Le Cardinal songeait alors à former le dessein de détruire le parti des huguenots et à faire[63] le siège de la Rochelle. Cette guerre a été si amplement décrite, qu’il serait inutile d’en dire ici les particularités ; on sait assez que le duc de Bouquinquan vint avec une puissante flotte pour secourir la Rochelle, qu’il attaqua l’île de Ré sans la prendre, et qu’il se retira après un succès malheureux ; mais tout le monde ne sait pas que le Cardinal accusa la Reine d’avoir concerté cette entreprise avec le duc de Bouquinquan, pour faire la paix des huguenots, et pour lui donner prétexte de revenir à la cour et de revoir la Reine. Ces projets du duc de Bouquinquan furent inutiles : la Rochelle fut prise[64] et il fut assassiné peu de temps après son retour en Angleterre[65]. Le Cardinal triompha inhumainement de cette mort ; il dit des choses piquantes de la douleur de la Reine, et il recommença[66] d’espérer.

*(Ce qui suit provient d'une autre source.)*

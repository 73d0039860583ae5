//! Run document discovery and loading.
//!
//! Sources are always sorted by path before loading so that aggregation is
//! reproducible for the same input set. Loading is fail-fast: the first source
//! that cannot be read or parsed aborts the whole load.

use std::path::{Path, PathBuf};

use tracing::{debug, info};

use crate::domain::{LoadError, RunResultDocument};

/// A run document together with the file it came from.
#[derive(Debug, Clone, PartialEq)]
pub struct LoadedRun {
    pub source: PathBuf,
    pub document: RunResultDocument,
}

/// Find `<prefix>*.json` files directly inside `dir`, sorted by file name.
pub fn discover(dir: &Path, prefix: &str) -> Result<Vec<PathBuf>, LoadError> {
    let entries = std::fs::read_dir(dir).map_err(|source| LoadError::Discover {
        path: dir.to_path_buf(),
        source,
    })?;

    let mut matched = Vec::new();
    for entry in entries {
        let entry = entry.map_err(|source| LoadError::Discover {
            path: dir.to_path_buf(),
            source,
        })?;
        let path = entry.path();
        if !path.is_file() {
            continue;
        }
        let Some(name) = path.file_name().and_then(|n| n.to_str()) else {
            continue;
        };
        if name.starts_with(prefix) && path.extension().is_some_and(|ext| ext == "json") {
            matched.push(path);
        }
    }

    matched.sort();
    debug!(dir = %dir.display(), prefix, count = matched.len(), "discovered run documents");
    Ok(matched)
}

/// Load run documents from `sources`, sorted lexicographically by path.
pub fn load(sources: &[PathBuf]) -> Result<Vec<LoadedRun>, LoadError> {
    let mut sorted = sources.to_vec();
    sorted.sort();

    sorted
        .into_iter()
        .map(|source| {
            let document = load_document(&source)?;
            debug!(source = %source.display(), entities = document.len(), "loaded run document");
            Ok(LoadedRun { source, document })
        })
        .collect()
}

/// Discover and load every `<prefix>*.json` run document in `dir`.
pub fn load_dir(dir: &Path, prefix: &str) -> Result<Vec<LoadedRun>, LoadError> {
    let sources = discover(dir, prefix)?;
    let runs = load(&sources)?;
    info!(dir = %dir.display(), runs = runs.len(), "loaded runs");
    Ok(runs)
}

/// Load a single run document.
pub fn load_document(path: &Path) -> Result<RunResultDocument, LoadError> {
    let content = std::fs::read_to_string(path).map_err(|source| LoadError::Read {
        path: path.to_path_buf(),
        source,
    })?;
    serde_json::from_str(&content).map_err(|source| LoadError::Parse {
        path: path.to_path_buf(),
        source,
    })
}

#[cfg(test)]
mod tests {
    use super::*;

    fn write(dir: &Path, name: &str, content: &str) -> PathBuf {
        let path = dir.join(name);
        std::fs::write(&path, content).expect("write fixture");
        path
    }

    #[test]
    fn test_discover_filters_prefix_and_extension_and_sorts() {
        let dir = tempfile::tempdir().expect("tempdir");
        write(dir.path(), "droidbench02.json", "{}");
        write(dir.path(), "droidbench01.json", "{}");
        write(dir.path(), "droidbench10.json", "{}");
        write(dir.path(), "droidbench03.txt", "{}");
        write(dir.path(), "ucbench01.json", "{}");
        std::fs::create_dir(dir.path().join("droidbench_dir.json")).expect("mkdir");

        let found = discover(dir.path(), "droidbench").expect("discover");
        let names: Vec<_> = found
            .iter()
            .map(|p| p.file_name().and_then(|n| n.to_str()).unwrap_or_default().to_string())
            .collect();
        assert_eq!(names, vec!["droidbench01.json", "droidbench02.json", "droidbench10.json"]);
    }

    #[test]
    fn test_load_sorts_sources() {
        let dir = tempfile::tempdir().expect("tempdir");
        let b = write(dir.path(), "run_b.json", r#"{"B": {}}"#);
        let a = write(dir.path(), "run_a.json", r#"{"A": {}}"#);

        let runs = load(&[b, a]).expect("load");
        assert_eq!(runs.len(), 2);
        assert!(runs[0].source.ends_with("run_a.json"));
        assert!(runs[0].document.contains("A"));
        assert!(runs[1].document.contains("B"));
    }

    #[test]
    fn test_load_fails_fast_on_invalid_document() {
        let dir = tempfile::tempdir().expect("tempdir");
        let good = write(dir.path(), "run1.json", r#"{"A": {}}"#);
        let bad = write(dir.path(), "run2.json", "not json at all");

        let err = load(&[good, bad]).unwrap_err();
        assert!(matches!(err, LoadError::Parse { .. }));
        assert!(err.path().ends_with("run2.json"));
    }

    #[test]
    fn test_load_tolerates_non_numeric_evaluation_values() {
        let dir = tempfile::tempdir().expect("tempdir");
        let run = write(
            dir.path(),
            "run1.json",
            r#"{"A": {"apk_name": "A", "evaluation": {
                "data_type_identification": 4,
                "data_propagation_accuracy": 3,
                "sink_function_match": 5,
                "leakage_inference": null,
                "coherence_and_fluency": 4,
                "explanation": "flows match"
            }}}"#,
        );

        let runs = load(&[run]).expect("non-numeric values still load");
        let documents: Vec<_> = runs.into_iter().map(|r| r.document).collect();
        let out = crate::aggregate::aggregate(
            &documents,
            &crate::domain::metrics::primary_metric_names(),
            &crate::domain::metrics::composite_metric_names(),
        );
        let entity = &out.apks["A"];
        assert_eq!(entity.evaluation_runs["leakage_inference"], vec![0.0]);
        assert_eq!(entity.evaluation_runs["sink_function_match"], vec![5.0]);
        assert!(!entity.evaluation_runs.contains_key("explanation"));
    }

    #[test]
    fn test_missing_source_is_read_error() {
        let dir = tempfile::tempdir().expect("tempdir");
        let err = load(&[dir.path().join("absent.json")]).unwrap_err();
        assert!(matches!(err, LoadError::Read { .. }));
    }

    #[test]
    fn test_missing_dir_is_discover_error() {
        let dir = tempfile::tempdir().expect("tempdir");
        let err = discover(&dir.path().join("nope"), "run").unwrap_err();
        assert!(matches!(err, LoadError::Discover { .. }));
    }

    #[test]
    fn test_load_dir_with_no_matches_is_empty() {
        let dir = tempfile::tempdir().expect("tempdir");
        assert!(load_dir(dir.path(), "run").expect("load").is_empty());
    }
}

Après la prise de la Rochelle et la ruine des huguenots, le Roi alla à Lyon pour donner ordre aux affaires d’Italie et secourir Cazal[67]. J’entrai dans le monde ence temps-là[68], comme j’ai dit[69] ; je revins à la cour, de l’armée d’Italie, où j’étais mestre de camp du régiment d’Auvergne, et je commençai à remarquer avec quelque attention ce que je voyais. La mésintelligence de la Reine mère et du cardinal de Richelieu paraissait déjà, et on prévoyait qu’elle devait avoir de grandes suites ; mais il était malaisé d’en prévoir l’événement. La Reine mère avertit le Roi que le Cardinal était amoureux de la Reine sa femme : cet avis fit son effet, et le Roi en fut vivement touché ; il parut même disposé[70] à chasser le Cardinal et demanda à la Reine mère qui on pourrait mettre à sa place dans le ministère ; elle hésita, et ne lui osa nommer personne, soit qu’elle appréhendât que ses créatures ne lui fussent pas agréables ou qu’elle n’eût pas pris ses mesures avec celui qu’elle y voulait établir. Cette faute de la Reine mère causa sa perte et sauva le Cardinal : le Roi, paresseux et timide, craignit le poids des affaires, et de manquer d’un homme capable de l’en soulager, et le Cardinal eut tout le temps et tous les moyens nécessaires pour dissiper la jalousie du Roi et pour se garantir des mauvais offices de la Reine mère. Cependant, il n’oublia rien pour la fléchir, ne se voyant pas encore en état de la détruire ; elle, de son côté, fit semblant de se réconcilier sincèrement[71] avec lui ; mais la haine dura toujours[72].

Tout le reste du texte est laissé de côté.